Packaged with a Wii Remote Plus controller for £44.99, the substantial cost of a remote is such that in many ways it helps to consider FlingSmash akin to a £10 budget title, or even a WiiWare release rather than a full release. Or perhaps that’s what developers Artoon may have hoped. The inclusion of a Remote Plus is no gimmick either, as this is not the sort of game that can be extensively debated or requires multiple control schemes – you grab the remote, you fling and then you smash.
Excellently titled in Japan as Super Smash Ball Plus, FlingSmash discards with award-winning story design to allow players indirect control of their ball-like avatar Zip, who smashes through a continuously scrolling level that is packed with bricks and enemies of varying sizes.
Wii Motion Plus is a necessary inclusion here as player’s success is dictated through the direction of the swings, with angled ‘shots’ bounding their character across the screen. Precision is always needed and rarely do you feel as though your actions aren’t corresponding to the on-screen actions, while your first couple of playthroughs will undoubtedly put a smile on your face.
So why the two stars at the bottom of the page for a well-polished title that literally does as its title suggests? Sadly, FlingSmash does little else other than allow players to fling and smash – the game can actually be completed in around two hours and offers very little in the way of challenge or variety along your campaign. Boss battles are predictable, mini-games are derivative and due to the pinball-style nature of proceedings, success or failure can sometimes feel like a frustrating process.
Frustration is actually a continual theme during a playthrough of FlingSmash, with the auto-scrolling nature of the title squarely to blame. Lining up precise shots is typically not worth the effort, as the more time you spend on having the perfect lob of your character, the more time has elapsed and all sorts of enemies may be circling or collectables have passed you by. Instead, you’re positively encouraged to ‘fling’ the remote as frenetically as possible and hope it turns out well executed – there’s simply no time for accomplishing much more.
Outside of its regular gameplay, a co-op option tries to become an amusing diversion though it’s evident that the level design wasn’t initially planned for two players. Much like Super Mario Galaxy’s own version of co-op, one player ends end up hoovering up as many items as possible (though here the second player is visible on-screen), while the other will look to bounce onwards towards the level’s finish line. Much like the rest of FlingSmash, the lack of depth on offer won’t sustain two player’s interest, even if you do end up with a greater collectible haul.
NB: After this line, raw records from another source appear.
pub mod cache;
pub mod connection;
pub mod engine;
pub mod inspect;
pub mod listener;
pub mod origin;
pub mod request;
pub mod response;

use std::sync::Arc;

use crate::settings::Settings;

pub use engine::{Decision, Engine, Outcome};
pub use listener::{ProxyServer, StopHandle};

/// Shared state handed to every connection task.
#[derive(Clone)]
pub struct AppContext {
    pub settings: Arc<Settings>,
    pub engine: Arc<Engine>,
}

impl AppContext {
    pub fn new(settings: Arc<Settings>, engine: Arc<Engine>) -> Self {
        Self { settings, engine }
    }
}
FlingSmash is an interesting title that is at once uninspired yet unpredictable. Harking back to the gimmick-heavy games that clogged the Wii’s shelves during the console’s tentative steps, it’s a title that fulfils its mission statement but does little to justify its pricing as a full release (Wii Remote Plus pack-in or not), especially in light of far greater tie-ins such as Wii Sports Resort, Wii Party or even 2009’s EA Grand Slam Tennis. Even if you really, really want to get your hands on a Remote Plus, you can do a lot better.